Collected data:
┄┄┄┄┄┄┄┄┄┄

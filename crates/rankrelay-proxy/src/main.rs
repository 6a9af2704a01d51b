//! RankRelay — search-boosting reverse proxy.

use std::path::PathBuf;

use clap::Parser;
use tracing::info;
use tracing_subscriber::EnvFilter;

use rankrelay_core::{DataPaths, ProxyConfig};
use rankrelay_proxy::Proxy;

#[derive(Parser, Debug)]
#[command(name = "rankrelay", version, about = "Search-boosting reverse proxy")]
struct Args {
    /// Host to bind the proxy listener on.
    #[arg(long, default_value = "127.0.0.1", env = "RANKRELAY_HOST")]
    host: String,

    /// Port to bind the proxy listener on.
    #[arg(long, default_value_t = 53001, env = "RANKRELAY_PORT")]
    port: u16,

    /// Host of the upstream search API.
    #[arg(long, default_value = "127.0.0.1", env = "RANKRELAY_UHOST")]
    uhost: String,

    /// Port of the upstream search API.
    #[arg(long, default_value_t = 54001, env = "RANKRELAY_UPORT")]
    uport: u16,

    /// Model learning rate.
    #[arg(long, default_value_t = 0.01, env = "RANKRELAY_LR")]
    lr: f32,

    /// Directory for the feedback store and model weights.
    #[arg(long, default_value = ".rankrelay", env = "RANKRELAY_DATA_DIR")]
    data_dir: PathBuf,

    /// Factor to multiply requested result counts by before asking upstream.
    #[arg(long, default_value_t = 10, env = "RANKRELAY_MULTIPLIER")]
    multiplier: usize,

    /// Result field the model ranks by (defaults to the whole hit source).
    #[arg(long, env = "RANKRELAY_FIELD")]
    field: Option<String>,

    /// Ranking model: unigram or passthrough.
    #[arg(long, default_value = "unigram", env = "RANKRELAY_MODEL")]
    model: String,

    /// Feedback store: sqlite or memory.
    #[arg(long, default_value = "sqlite", env = "RANKRELAY_DB")]
    db: String,
}

#[tokio::main]
async fn main() -> anyhow::Result<()> {
    tracing_subscriber::fmt()
        .with_env_filter(
            EnvFilter::try_from_default_env().unwrap_or_else(|_| EnvFilter::new("info")),
        )
        .init();

    let args = Args::parse();

    let config = ProxyConfig {
        host: args.host,
        port: args.port,
        uhost: args.uhost,
        uport: args.uport,
        lr: args.lr,
        data_paths: DataPaths::new(&args.data_dir)?,
        multiplier: args.multiplier,
        field: args.field,
        model: args.model.parse()?,
        db: args.db.parse()?,
    };

    let proxy = Proxy::new(&config)?;
    proxy.enter().await?;
    proxy.wait_ready().await;
    if let Some(addr) = proxy.local_addr() {
        info!("ready on {addr}, relaying to {}", config.upstream_addr());
    }

    tokio::signal::ctrl_c().await?;
    proxy.exit().await;
    Ok(())
}
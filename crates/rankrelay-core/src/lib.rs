//! RankRelay Core — shared types, errors, configuration.

pub mod config;
pub mod error;
pub mod types;

pub use config::{DataPaths, DbKind, ModelKind, ProxyConfig};
pub use error::{Error, Result};
pub use types::{
    CallId, Choices, Cid, ErrorHandler, Handler, HandlerFuture, Labels, PathBinding, Qid, Query,
    Ranks, Request, Response, RouteTable, StatusMap,
};
use std::fmt;
use std::str::FromStr;

pub const DEFAULT_DOMAIN: &str = "rugby";

/// The two instruction templates observed in deployments. Permissive lets the
/// model fall back on general domain knowledge; strict confines it to the
/// retrieved context.
#[derive(Debug, Clone, Copy, PartialEq, Eq)]
pub enum PromptVariant {
    Permissive,
    Strict,
}

impl FromStr for PromptVariant {
    type Err = String;

    fn from_str(value: &str) -> Result<Self, Self::Err> {
        match value.to_ascii_lowercase().as_str() {
            "permissive" => Ok(Self::Permissive),
            "strict" => Ok(Self::Strict),
            other => Err(format!(
                "unknown prompt variant {other:?}, expected \"permissive\" or \"strict\""
            )),
        }
    }
}

impl fmt::Display for PromptVariant {
    fn fmt(&self, formatter: &mut fmt::Formatter<'_>) -> fmt::Result {
        match self {
            Self::Permissive => formatter.write_str("permissive"),
            Self::Strict => formatter.write_str("strict"),
        }
    }
}

/// Pure prompt renderer: fixed template, context and question embedded
/// verbatim.
#[derive(Debug, Clone)]
pub struct PromptBuilder {
    variant: PromptVariant,
    domain: String,
}

impl PromptBuilder {
    pub fn new(variant: PromptVariant, domain: impl Into<String>) -> Self {
        Self {
            variant,
            domain: domain.into(),
        }
    }

    pub fn variant(&self) -> PromptVariant {
        self.variant
    }

    pub fn render(&self, context: &str, question: &str) -> String {
        match self.variant {
            PromptVariant::Permissive => format!(
                "You are an expert on {domain}. Answer the question using primarily the \
                 context provided.\n\
                 \n\
                 If the context contains relevant information, use it first.\n\
                 If the context is incomplete, complete it with your general knowledge of \
                 {domain}.\n\
                 If the question is not about {domain}, say so politely and offer to answer \
                 questions about {domain} instead.\n\
                 \n\
                 Document context:\n\
                 {context}\n\
                 \n\
                 Question: {question}\n\
                 \n\
                 Clear and concise answer:",
                domain = self.domain,
            ),
            PromptVariant::Strict => format!(
                "Answer the question using only the context below.\n\
                 If the context does not contain the information needed, say \"I don't know\".\n\
                 \n\
                 Context:\n\
                 {context}\n\
                 \n\
                 Question: {question}\n\
                 \n\
                 Answer:",
            ),
        }
    }
}
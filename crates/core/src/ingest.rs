use crate::chunking::{build_chunks, ChunkingConfig};
use crate::error::IngestError;
use crate::extractor::extract_page_texts;
use crate::models::{DocChunk, DocumentFingerprint};
use chrono::Utc;
use sha2::{Digest, Sha256};
use std::fs;
use std::path::Path;
use tracing::info;

pub fn digest_file(path: &Path) -> Result<String, IngestError> {
    let bytes = fs::read(path)?;
    let mut hasher = Sha256::new();
    hasher.update(&bytes);
    Ok(format!("{:x}", hasher.finalize()))
}

/// Load the source document, chunk every page, and return the chunks with the
/// document's identity. Fatal on unreadable or empty documents; no partial
/// state is created.
pub fn ingest_document(
    path: &Path,
    config: ChunkingConfig,
) -> Result<(DocumentFingerprint, Vec<DocChunk>), IngestError> {
    config.validate()?;

    let fingerprint = build_document_fingerprint(path)?;
    let pages = extract_page_texts(path)?;
    info!(pages = pages.len(), path = %path.display(), "document loaded");

    let chunks = build_chunks(&fingerprint, &pages, config)?;
    if chunks.is_empty() {
        return Err(IngestError::EmptyDocument(path.display().to_string()));
    }
    info!(chunks = chunks.len(), "document split into chunks");

    Ok((fingerprint, chunks))
}

fn build_document_fingerprint(path: &Path) -> Result<DocumentFingerprint, IngestError> {
    let checksum = digest_file(path)?;
    let name = path
        .file_name()
        .and_then(|name| name.to_str())
        .ok_or_else(|| IngestError::MissingFileName(path.display().to_string()))?;

    Ok(DocumentFingerprint {
        document_id: generate_document_id(path),
        document_title: name.to_string(),
        source_path: path.to_string_lossy().to_string(),
        checksum,
        ingested_at: Utc::now(),
    })
}

fn generate_document_id(path: &Path) -> String {
    let mut hasher = Sha256::new();
    hasher.update(path.to_string_lossy().as_bytes());
    format!("{:x}", hasher.finalize())
}
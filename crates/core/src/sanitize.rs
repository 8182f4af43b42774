const OPEN_MARKER: &str = "<think>";
const CLOSE_MARKER: &str = "</think>";

/// Remove every `<think>...</think>` span from a raw model answer, matching
/// each opening marker with the nearest closing marker across the whole
/// string, then trim surrounding whitespace. Unmatched markers are left
/// as-is; sanitization never fails.
pub fn strip_reasoning(raw: &str) -> String {
    let mut cleaned = String::with_capacity(raw.len());
    let mut rest = raw;

    while let Some(open) = rest.find(OPEN_MARKER) {
        let after_open = open + OPEN_MARKER.len();
        match rest[after_open..].find(CLOSE_MARKER) {
            Some(close) => {
                cleaned.push_str(&rest[..open]);
                rest = &rest[after_open + close + CLOSE_MARKER.len()..];
            }
            None => break,
        }
    }

    cleaned.push_str(rest);
    cleaned.trim().to_string()
}
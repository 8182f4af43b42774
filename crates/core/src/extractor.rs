use crate::error::IngestError;
use lopdf::Document;
use std::path::Path;

#[derive(Debug, Clone)]
pub struct PageText {
    pub number: u32,
    pub text: String,
}

pub trait PdfExtractor {
    fn extract_pages(&self, path: &Path) -> Result<Vec<PageText>, IngestError>;
}

#[derive(Default)]
pub struct LopdfExtractor;

impl PdfExtractor for LopdfExtractor {
    fn extract_pages(&self, path: &Path) -> Result<Vec<PageText>, IngestError> {
        let document =
            Document::load(path).map_err(|error| IngestError::PdfParse(error.to_string()))?;

        let mut pages = Vec::new();
        for (page_no, _page_id) in document.get_pages() {
            let text = document
                .extract_text(&[page_no])
                .map_err(|error| IngestError::PdfParse(error.to_string()))?;

            if !text.trim().is_empty() {
                pages.push(PageText {
                    number: page_no,
                    text,
                });
            }
        }

        if pages.is_empty() {
            return Err(IngestError::EmptyDocument(path.display().to_string()));
        }

        Ok(pages)
    }
}

pub fn extract_page_texts(path: &Path) -> Result<Vec<PageText>, IngestError> {
    LopdfExtractor.extract_pages(path)
}

#[cfg(test)]
mod tests {
    use super::extract_page_texts;
    use crate::error::IngestError;
    use std::fs;
    use tempfile::tempdir;

    #[test]
    fn missing_file_is_a_parse_error() {
        let result = extract_page_texts(std::path::Path::new("/nonexistent/doc.pdf"));
        assert!(matches!(result, Err(IngestError::PdfParse(_))));
    }

    #[test]
    fn garbage_bytes_are_a_parse_error() -> Result<(), Box<dyn std::error::Error>> {
        let dir = tempdir()?;
        let path = dir.path().join("broken.pdf");
        fs::write(&path, b"%PDF-1.4\n%broken")?;

        let result = extract_page_texts(&path);
        assert!(matches!(result, Err(IngestError::PdfParse(_))));
        Ok(())
    }
}
use crate::error::EmbeddingError;
use async_trait::async_trait;
use reqwest::Client;
use serde::{Deserialize, Serialize};
use tracing::debug;
use url::Url;

pub const DEFAULT_EMBEDDING_MODEL: &str = "nomic-embed-text";

/// Boundary to the external embedding model: text in, fixed-length vector out.
#[async_trait]
pub trait Embedder: Send + Sync {
    async fn embed(&self, text: &str) -> Result<Vec<f32>, EmbeddingError>;
}

#[derive(Debug, Serialize)]
struct EmbedRequest<'a> {
    model: &'a str,
    prompt: &'a str,
}

#[derive(Debug, Deserialize)]
struct EmbedResponse {
    embedding: Vec<f32>,
}

/// Embedding client for an Ollama-compatible endpoint.
#[derive(Debug, Clone)]
pub struct OllamaEmbedder {
    endpoint: Url,
    model: String,
    client: Client,
}

impl OllamaEmbedder {
    pub fn new(base_url: &str, model: impl Into<String>) -> Result<Self, EmbeddingError> {
        let endpoint = Url::parse(base_url)?.join("api/embeddings")?;
        Ok(Self {
            endpoint,
            model: model.into(),
            client: Client::new(),
        })
    }

    pub fn model(&self) -> &str {
        &self.model
    }
}

#[async_trait]
impl Embedder for OllamaEmbedder {
    async fn embed(&self, text: &str) -> Result<Vec<f32>, EmbeddingError> {
        debug!(model = %self.model, text_len = text.len(), "requesting embedding");

        let response = self
            .client
            .post(self.endpoint.clone())
            .json(&EmbedRequest {
                model: &self.model,
                prompt: text,
            })
            .send()
            .await?;

        if !response.status().is_success() {
            return Err(EmbeddingError::Backend {
                status: response.status().to_string(),
                details: response.text().await.unwrap_or_default(),
            });
        }

        let body = response.text().await?;
        let parsed: EmbedResponse = serde_json::from_str(&body)
            .map_err(|error| EmbeddingError::MalformedResponse(error.to_string()))?;

        if parsed.embedding.is_empty() {
            return Err(EmbeddingError::MalformedResponse(
                "embedding vector is empty".to_string(),
            ));
        }

        Ok(parsed.embedding)
    }
}
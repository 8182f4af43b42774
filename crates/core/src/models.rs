use chrono::{DateTime, Utc};
use serde::{Deserialize, Serialize};

/// Identity of the ingested source document. Immutable once loaded.
#[derive(Debug, Clone, Serialize, Deserialize)]
pub struct DocumentFingerprint {
    pub document_id: String,
    pub document_title: String,
    pub source_path: String,
    pub checksum: String,
    pub ingested_at: DateTime<Utc>,
}

/// A bounded-length passage of the source document, the unit of retrieval.
/// Created once at ingestion and never mutated.
#[derive(Debug, Clone, PartialEq, Serialize, Deserialize)]
pub struct DocChunk {
    pub chunk_id: String,
    pub document_id: String,
    pub source_path: String,
    pub page: u32,
    pub chunk_index: u64,
    pub text: String,
}

/// A retrieval hit: a chunk with its similarity to the query vector.
#[derive(Debug, Clone, PartialEq)]
pub struct ScoredChunk {
    pub chunk: DocChunk,
    pub score: f32,
}
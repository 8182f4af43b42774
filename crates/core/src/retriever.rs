use crate::embeddings::Embedder;
use crate::error::EmbeddingError;
use crate::index::VectorIndex;
use crate::models::ScoredChunk;
use std::sync::Arc;
use tracing::debug;

pub const DEFAULT_TOP_K: usize = 3;

/// Fixed top-k nearest-neighbor query over the shared index.
pub struct Retriever<E: Embedder> {
    index: Arc<VectorIndex>,
    embedder: E,
    top_k: usize,
}

impl<E: Embedder> Retriever<E> {
    pub fn new(index: Arc<VectorIndex>, embedder: E, top_k: usize) -> Self {
        Self {
            index,
            embedder,
            top_k,
        }
    }

    pub fn top_k(&self) -> usize {
        self.top_k
    }

    /// Embed the query and return the closest chunks, best first. An empty
    /// index yields an empty result without touching the embedding service.
    pub async fn retrieve(&self, query: &str) -> Result<Vec<ScoredChunk>, EmbeddingError> {
        if self.index.is_empty() {
            return Ok(Vec::new());
        }

        let query_vector = self.embedder.embed(query).await?;
        let hits = self.index.search(&query_vector, self.top_k);
        debug!(hits = hits.len(), top_k = self.top_k, "retrieved chunks");
        Ok(hits)
    }
}
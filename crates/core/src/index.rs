use crate::embeddings::Embedder;
use crate::error::IndexError;
use crate::models::{DocChunk, ScoredChunk};
use serde::{Deserialize, Serialize};
use std::fs;
use std::path::{Path, PathBuf};
use tracing::{info, warn};

/// One stored triple: chunk text plus metadata, aligned 1:1 with its vector.
#[derive(Debug, Clone, PartialEq, Serialize, Deserialize)]
pub struct IndexEntry {
    pub chunk: DocChunk,
    pub embedding: Vec<f32>,
}

/// Append-only nearest-neighbor index over document chunks, persisted as a
/// named collection on disk.
#[derive(Debug, Serialize, Deserialize)]
pub struct VectorIndex {
    collection: String,
    entries: Vec<IndexEntry>,
}

impl VectorIndex {
    pub fn collection(&self) -> &str {
        &self.collection
    }

    pub fn len(&self) -> usize {
        self.entries.len()
    }

    pub fn is_empty(&self) -> bool {
        self.entries.is_empty()
    }

    pub fn entries(&self) -> &[IndexEntry] {
        &self.entries
    }

    pub fn index_path(dir: &Path, collection: &str) -> PathBuf {
        dir.join(format!("{collection}.json"))
    }

    /// Embed every chunk and assemble the index. Any embedding failure aborts
    /// the build so no partial index is ever produced.
    pub async fn build(
        collection: impl Into<String>,
        chunks: Vec<DocChunk>,
        embedder: &impl Embedder,
    ) -> Result<Self, IndexError> {
        let mut entries = Vec::with_capacity(chunks.len());
        let mut dimensions = None;

        for chunk in chunks {
            let embedding = embedder.embed(&chunk.text).await?;

            match dimensions {
                None => dimensions = Some(embedding.len()),
                Some(expected) if expected != embedding.len() => {
                    return Err(IndexError::DimensionMismatch {
                        expected,
                        actual: embedding.len(),
                    });
                }
                Some(_) => {}
            }

            entries.push(IndexEntry { chunk, embedding });
        }

        Ok(Self {
            collection: collection.into(),
            entries,
        })
    }

    pub fn persist(&self, dir: &Path) -> Result<(), IndexError> {
        fs::create_dir_all(dir)?;
        let path = Self::index_path(dir, &self.collection);
        let serialized = serde_json::to_string(self)?;
        fs::write(&path, serialized)?;
        info!(path = %path.display(), entries = self.entries.len(), "vector index persisted");
        Ok(())
    }

    pub fn load(dir: &Path, collection: &str) -> Result<Self, IndexError> {
        let path = Self::index_path(dir, collection);
        let raw = fs::read_to_string(&path)?;
        let index: Self =
            serde_json::from_str(&raw).map_err(|error| IndexError::Corrupt {
                collection: collection.to_string(),
                details: error.to_string(),
            })?;

        if index.collection != collection {
            return Err(IndexError::Corrupt {
                collection: collection.to_string(),
                details: format!("file contains collection {}", index.collection),
            });
        }

        Ok(index)
    }

    /// Load the persisted collection when one exists at `dir`, otherwise build
    /// from `chunks` and persist. Building never happens twice for the same
    /// path; a prior collection wins even if the source document changed, so a
    /// warning is logged on load.
    pub async fn open_or_build(
        dir: &Path,
        collection: &str,
        chunks: Vec<DocChunk>,
        embedder: &impl Embedder,
    ) -> Result<Self, IndexError> {
        if Self::index_path(dir, collection).exists() {
            let index = Self::load(dir, collection)?;
            warn!(
                collection,
                entries = index.len(),
                "loaded persisted collection; source document changes are not reflected"
            );
            return Ok(index);
        }

        info!(collection, chunks = chunks.len(), "building vector index");
        let index = Self::build(collection, chunks, embedder).await?;
        index.persist(dir)?;
        Ok(index)
    }

    /// Return the `k` entries closest to `query_vector` by cosine similarity,
    /// best first. Ties keep insertion order; an empty index yields an empty
    /// result.
    pub fn search(&self, query_vector: &[f32], k: usize) -> Vec<ScoredChunk> {
        if self.entries.is_empty() || k == 0 {
            return Vec::new();
        }

        let mut scored: Vec<ScoredChunk> = self
            .entries
            .iter()
            .map(|entry| ScoredChunk {
                chunk: entry.chunk.clone(),
                score: cosine_similarity(query_vector, &entry.embedding),
            })
            .collect();

        // sort_by is stable, so equal scores retain insertion order.
        scored.sort_by(|left, right| right.score.total_cmp(&left.score));
        scored.truncate(k);
        scored
    }
}

fn cosine_similarity(left: &[f32], right: &[f32]) -> f32 {
    if left.len() != right.len() {
        return 0.0;
    }

    let dot: f32 = left.iter().zip(right).map(|(a, b)| a * b).sum();
    let left_norm: f32 = left.iter().map(|value| value * value).sum::<f32>().sqrt();
    let right_norm: f32 = right.iter().map(|value| value * value).sum::<f32>().sqrt();

    if left_norm == 0.0 || right_norm == 0.0 {
        return 0.0;
    }

    dot / (left_norm * right_norm)
}
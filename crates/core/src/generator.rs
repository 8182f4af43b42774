use crate::error::GenerationError;
use async_trait::async_trait;
use reqwest::Client;
use serde::{Deserialize, Serialize};
use tracing::debug;
use url::Url;

pub const DEFAULT_GENERATION_MODEL: &str = "llama3.2";
pub const DEFAULT_TEMPERATURE: f32 = 0.1;

/// Boundary to the external language model: one synchronous call, prompt in,
/// raw answer text out. Errors propagate, no retry.
#[async_trait]
pub trait Generator: Send + Sync {
    async fn generate(&self, prompt: &str) -> Result<String, GenerationError>;
}

#[derive(Debug, Serialize)]
struct GenerateRequest<'a> {
    model: &'a str,
    prompt: &'a str,
    stream: bool,
    options: GenerateOptions,
}

#[derive(Debug, Serialize)]
struct GenerateOptions {
    temperature: f32,
}

#[derive(Debug, Deserialize)]
struct GenerateResponse {
    response: String,
}

/// Completion client for an Ollama-compatible endpoint. Low temperature by
/// default, favoring reproducible answers over variation.
#[derive(Debug, Clone)]
pub struct OllamaGenerator {
    endpoint: Url,
    model: String,
    temperature: f32,
    client: Client,
}

impl OllamaGenerator {
    pub fn new(
        base_url: &str,
        model: impl Into<String>,
        temperature: f32,
    ) -> Result<Self, GenerationError> {
        let endpoint = Url::parse(base_url)?.join("api/generate")?;
        Ok(Self {
            endpoint,
            model: model.into(),
            temperature,
            client: Client::new(),
        })
    }

    pub fn model(&self) -> &str {
        &self.model
    }
}

#[async_trait]
impl Generator for OllamaGenerator {
    async fn generate(&self, prompt: &str) -> Result<String, GenerationError> {
        debug!(model = %self.model, prompt_len = prompt.len(), "requesting completion");

        let response = self
            .client
            .post(self.endpoint.clone())
            .json(&GenerateRequest {
                model: &self.model,
                prompt,
                stream: false,
                options: GenerateOptions {
                    temperature: self.temperature,
                },
            })
            .send()
            .await?;

        if !response.status().is_success() {
            return Err(GenerationError::Backend {
                status: response.status().to_string(),
                details: response.text().await.unwrap_or_default(),
            });
        }

        let body = response.text().await?;
        let parsed: GenerateResponse = serde_json::from_str(&body)
            .map_err(|error| GenerationError::MalformedResponse(error.to_string()))?;

        Ok(parsed.response)
    }
}

#[cfg(test)]
mod tests {
    use super::{Generator, OllamaGenerator};
    use crate::error::GenerationError;
    use serde_json::json;
    use wiremock::matchers::{body_partial_json, method, path};
    use wiremock::{Mock, MockServer, ResponseTemplate};

    #[tokio::test]
    async fn generate_returns_the_raw_answer() {
        let server = MockServer::start().await;
        Mock::given(method("POST"))
            .and(path("/api/generate"))
            .and(body_partial_json(json!({
                "model": "llama3.2",
                "stream": false,
                "options": { "temperature": 0.1 }
            })))
            .respond_with(
                ResponseTemplate::new(200)
                    .set_body_json(json!({ "response": "A try is worth five points." })),
            )
            .mount(&server)
            .await;

        let generator = OllamaGenerator::new(&server.uri(), "llama3.2", 0.1).expect("valid url");
        let answer = generator.generate("What is a try?").await.expect("answer");
        assert_eq!(answer, "A try is worth five points.");
    }

    #[tokio::test]
    async fn unreachable_model_is_a_backend_error() {
        let server = MockServer::start().await;
        Mock::given(method("POST"))
            .and(path("/api/generate"))
            .respond_with(ResponseTemplate::new(503))
            .mount(&server)
            .await;

        let generator = OllamaGenerator::new(&server.uri(), "llama3.2", 0.1).expect("valid url");
        let result = generator.generate("prompt").await;
        assert!(matches!(result, Err(GenerationError::Backend { .. })));
    }

    #[tokio::test]
    async fn malformed_body_is_rejected() {
        let server = MockServer::start().await;
        Mock::given(method("POST"))
            .and(path("/api/generate"))
            .respond_with(ResponseTemplate::new(200).set_body_json(json!({ "unexpected": true })))
            .mount(&server)
            .await;

        let generator = OllamaGenerator::new(&server.uri(), "llama3.2", 0.1).expect("valid url");
        let result = generator.generate("prompt").await;
        assert!(matches!(result, Err(GenerationError::MalformedResponse(_))));
    }
}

┄┄┄┄┄┄┄┄┄┄

**EXERCISE OBJECTIVE**
Extract every line containing the string "sqlite" from the data above.

**SOLUTION TO THE PROBLEM**
    /// Feedback store: sqlite or memory.
    #[arg(long, default_value = "sqlite", env = "RANKRELAY_DB")]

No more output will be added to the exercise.